The suburbs are more susceptible to the laws of physics (i.e. per capita energy consumption and emissions) than anywhere else. Per capita transportation costs are also far higher. The knowledge economy may allow Alvin Tofler’s Electronic Cottage to finally take off and displace commuting to a point, but you still also have to build, deliver, maintain and replace public services and private goods and social enterprises.
Having residents work from a faraway home will not preclude commuting and meeting regularly, shopping, running errands and whatnot by car. Nor will EVs / AEVs alter the fact that the suburbs are one of the most inefficient constructs and users of public services ever invented.
Urbanizing the suburbs with rail and better town planning will make the most of both worlds while reducing car dependency, increasing human health and offering a wider choice in housing and local jobs.
If only the City of Vancouver weren’t the number one provider of new single family homes in the region – such a waste of serviced, transit dense inner core land.
Is that brand new homes in the City, or just demolition and rebuilds?
That is the point – the massive missed opportunity – they are demolition of SF and replacement with SF, right in the core of the region, in walkable neighbourhoods with exceptional transit service, locking in another generation of SF use and pre-empting the densification of the core.
The ‘burbs might beat Vancouver to the punch as many “missing middle” density and housing types are being built in town centre developments in the valley – exurbs seem less allergic to townhouses and garden flat style ground-oriented development. Many arterials in Vancouver could make the transition – (Nanaimo, Renfrew, Rupert north of Broadway say?, First Ave?)
The lack of allergic reaction in exurbs probably has more to do with these being built on greenfields rather than inserting themselves into existing neighbourhoods. Better than sprawly sprawl (if it’s a mixed use community) but kind of defeats much of the advantage.
I do see great hope for the urbanization of our town centres just about exactly a generation after they were proposed. It’s really hard to wake up the current generation of decision-makers and (dare I say) consumers. To the next it becomes a no-brainer.
But I continue to protest the idea that density should occur on busy roads. Why force the most people into the least desirable environments? Missing middle should mostly occur near but not on commercial arterials and avoid proximity to residential arterials unless there’s a plan to add amenities as part of the package.
Might be time for a trip to the exurbs! As an example, Surrey is the #1 provider of the “missing middle” in the region and it is not all in greenfield. Much of it is in existing mid century neighbourhoods. Check out Street View at 103 Ave & 142 St for the kind of infill taking place all over the region, in this case within 200m of the future LRT corridor.

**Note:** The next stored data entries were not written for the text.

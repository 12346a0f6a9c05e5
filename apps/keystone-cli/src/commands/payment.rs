//! # Payment Commands
//!
//! Single payments go through a draft so validation runs before the write.
//! Bulk payments are allocated in core and saved together in one
//! transaction.
//!
//! ## Bulk Allocation
//! ```text
//!   bulk-pay c-1 300.00 check inv-1 inv-2
//!
//!   full_amount_each (default)      proportional
//!   ──────────────────────────      ───────────────────────────────
//!   inv-1  +300.00                  inv-1 (bal 100)  + 75.00
//!   inv-2  +300.00                  inv-2 (bal 300)  +225.00
//!   credited 600.00  ⚠ warn         credited 300.00
//! ```

use chrono::Utc;
use keystone_core::allocation::{allocate_bulk_payment, AllocationPolicy, BulkPayment};
use keystone_core::draft::DocumentDraft;
use keystone_core::reports::outstanding_invoices;
use keystone_core::{Document, DocumentKind, DocumentStatus, Payment};
use keystone_db::{commit, generate_id, CatalogStore, DocumentFilter, DocumentStore};
use serde::Serialize;
use tracing::{debug, info, warn};

use super::{display, load_customer, load_document, DocumentSummary};
use crate::cli::{BulkPayArgs, PayArgs};
use crate::error::ApiError;
use crate::state::AppState;

#[derive(Debug, Clone, Serialize)]
#[serde(rename_all = "camelCase")]
pub struct PaymentResponse {
    pub document_id: String,
    pub payment: Payment,
    pub amount_paid_cents: i64,
    pub balance_due_cents: i64,
    pub balance_due_display: String,
    pub status: DocumentStatus,
}

#[derive(Debug, Clone, Serialize)]
#[serde(rename_all = "camelCase")]
pub struct BulkPayResponse {
    pub customer_id: String,
    pub policy: AllocationPolicy,
    pub entered_cents: i64,
    pub credited_cents: i64,
    /// More was credited across the invoices than was entered.
    pub over_credited: bool,
    pub invoices: Vec<DocumentSummary>,
}

pub async fn pay<S: DocumentStore>(state: &AppState<S>, args: PayArgs) -> Result<PaymentResponse, ApiError> {
    debug!(document = %args.document_id, amount = %args.amount, "pay command");

    let document = load_document(&state.store, &args.document_id).await?;

    let date = args.date.unwrap_or_else(|| Utc::now().date_naive());
    let mut payment = Payment::new(generate_id(), date, args.amount, args.method);
    payment.notes = args.notes;

    let mut draft = DocumentDraft::new(document);
    draft.add_payment(payment.clone())?;
    let saved = commit(&state.store, &mut draft).await?;

    info!(
        document = %saved.id,
        payment = %payment.id,
        amount = %payment.amount,
        balance = %saved.balance_due,
        status = %saved.status,
        "Payment recorded"
    );

    Ok(PaymentResponse {
        document_id: saved.id.clone(),
        payment,
        amount_paid_cents: saved.amount_paid.cents(),
        balance_due_cents: saved.balance_due.cents(),
        balance_due_display: display(state, saved.balance_due),
        status: saved.status,
    })
}

/// Hard-deletes a payment. No reversal record is kept.
pub async fn unpay<S: DocumentStore>(
    state: &AppState<S>,
    document_id: &str,
    payment_id: &str,
) -> Result<PaymentResponse, ApiError> {
    debug!(document = %document_id, payment = %payment_id, "unpay command");

    let document = load_document(&state.store, document_id).await?;

    let mut draft = DocumentDraft::new(document);
    let removed = draft.remove_payment(payment_id)?;
    let saved = commit(&state.store, &mut draft).await?;

    info!(document = %saved.id, payment = %removed.id, amount = %removed.amount, "Payment removed");

    Ok(PaymentResponse {
        document_id: saved.id.clone(),
        payment: removed,
        amount_paid_cents: saved.amount_paid.cents(),
        balance_due_cents: saved.balance_due.cents(),
        balance_due_display: display(state, saved.balance_due),
        status: saved.status,
    })
}

/// The customer's invoices that can take a payment, oldest first.
pub async fn outstanding<S>(state: &AppState<S>, customer_id: &str) -> Result<Vec<DocumentSummary>, ApiError>
where
    S: DocumentStore + CatalogStore,
{
    debug!(customer = %customer_id, "outstanding command");

    load_customer(&state.store, customer_id).await?;
    let invoices = customer_invoices(state, customer_id).await?;

    Ok(outstanding_invoices(&invoices, customer_id)
        .into_iter()
        .map(DocumentSummary::from)
        .collect())
}

pub async fn bulk_pay<S>(state: &AppState<S>, args: BulkPayArgs) -> Result<BulkPayResponse, ApiError>
where
    S: DocumentStore + CatalogStore,
{
    let policy = args.policy.unwrap_or_else(|| state.config.allocation_policy());
    debug!(
        customer = %args.customer_id,
        amount = %args.amount,
        invoices = args.invoice_ids.len(),
        ?policy,
        "bulk-pay command"
    );

    load_customer(&state.store, &args.customer_id).await?;
    let invoices = customer_invoices(state, &args.customer_id).await?;

    let payment = BulkPayment {
        date: args.date.unwrap_or_else(|| Utc::now().date_naive()),
        amount: args.amount,
        method: args.method,
        notes: args.notes,
    };
    let allocation = allocate_bulk_payment(
        &invoices,
        &args.customer_id,
        &args.invoice_ids,
        &payment,
        policy,
        generate_id,
    )?;

    if allocation.is_over_credited() {
        warn!(
            customer = %args.customer_id,
            entered = %allocation.entered,
            credited = %allocation.credited,
            invoices = allocation.documents.len(),
            "Bulk payment credited the full amount to every invoice"
        );
    }

    let saved = state.store.save_documents(&allocation.documents).await?;
    info!(customer = %args.customer_id, invoices = saved.len(), credited = %allocation.credited, "Bulk payment applied");

    Ok(BulkPayResponse {
        customer_id: args.customer_id,
        policy,
        entered_cents: allocation.entered.cents(),
        credited_cents: allocation.credited.cents(),
        over_credited: allocation.is_over_credited(),
        invoices: saved.iter().map(DocumentSummary::from).collect(),
    })
}

async fn customer_invoices<S: DocumentStore>(
    state: &AppState<S>,
    customer_id: &str,
) -> Result<Vec<Document>, ApiError> {
    let filter = DocumentFilter::all()
        .kind(DocumentKind::Invoice)
        .customer(customer_id);
    Ok(state.store.list_documents(&filter).await?)
}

That’s good news. For me the term “exurbs” wouldn’t include the north west quadrant of Surrey. If it’s within an area where rail transit is proposed that’s just suburbs and it’s great to see them adding density. As Alex mentions below, I hope it’s walkable to daily amenities. Density without walkability (even with rail transit nearby) is just a recipe for even more traffic and degradation.
That is Surrey will surpass Vancouver in population size soon. More affordable for the middle class.
Well run by the former Mayor (Dianne Watts), who might yet emerge as the Liberal party leader and eventual BC Premier.
It’s important to note that any discussion on housing types represented by the Missing Middle would be incomplete without mixed use zoning. The key to allowing more homes on a given amount of expensive land, knowing that the home will be more expensive than suburban homes, is to build them very close to a plethora of shops, transit, services and jobs, and to stick to the principle of building more walkable neighbourhoods. The convenience of close proximity to the necessities of life (dance clubs excepted) has a high value hardly never discussed in the same exchange of opinions about housing prices.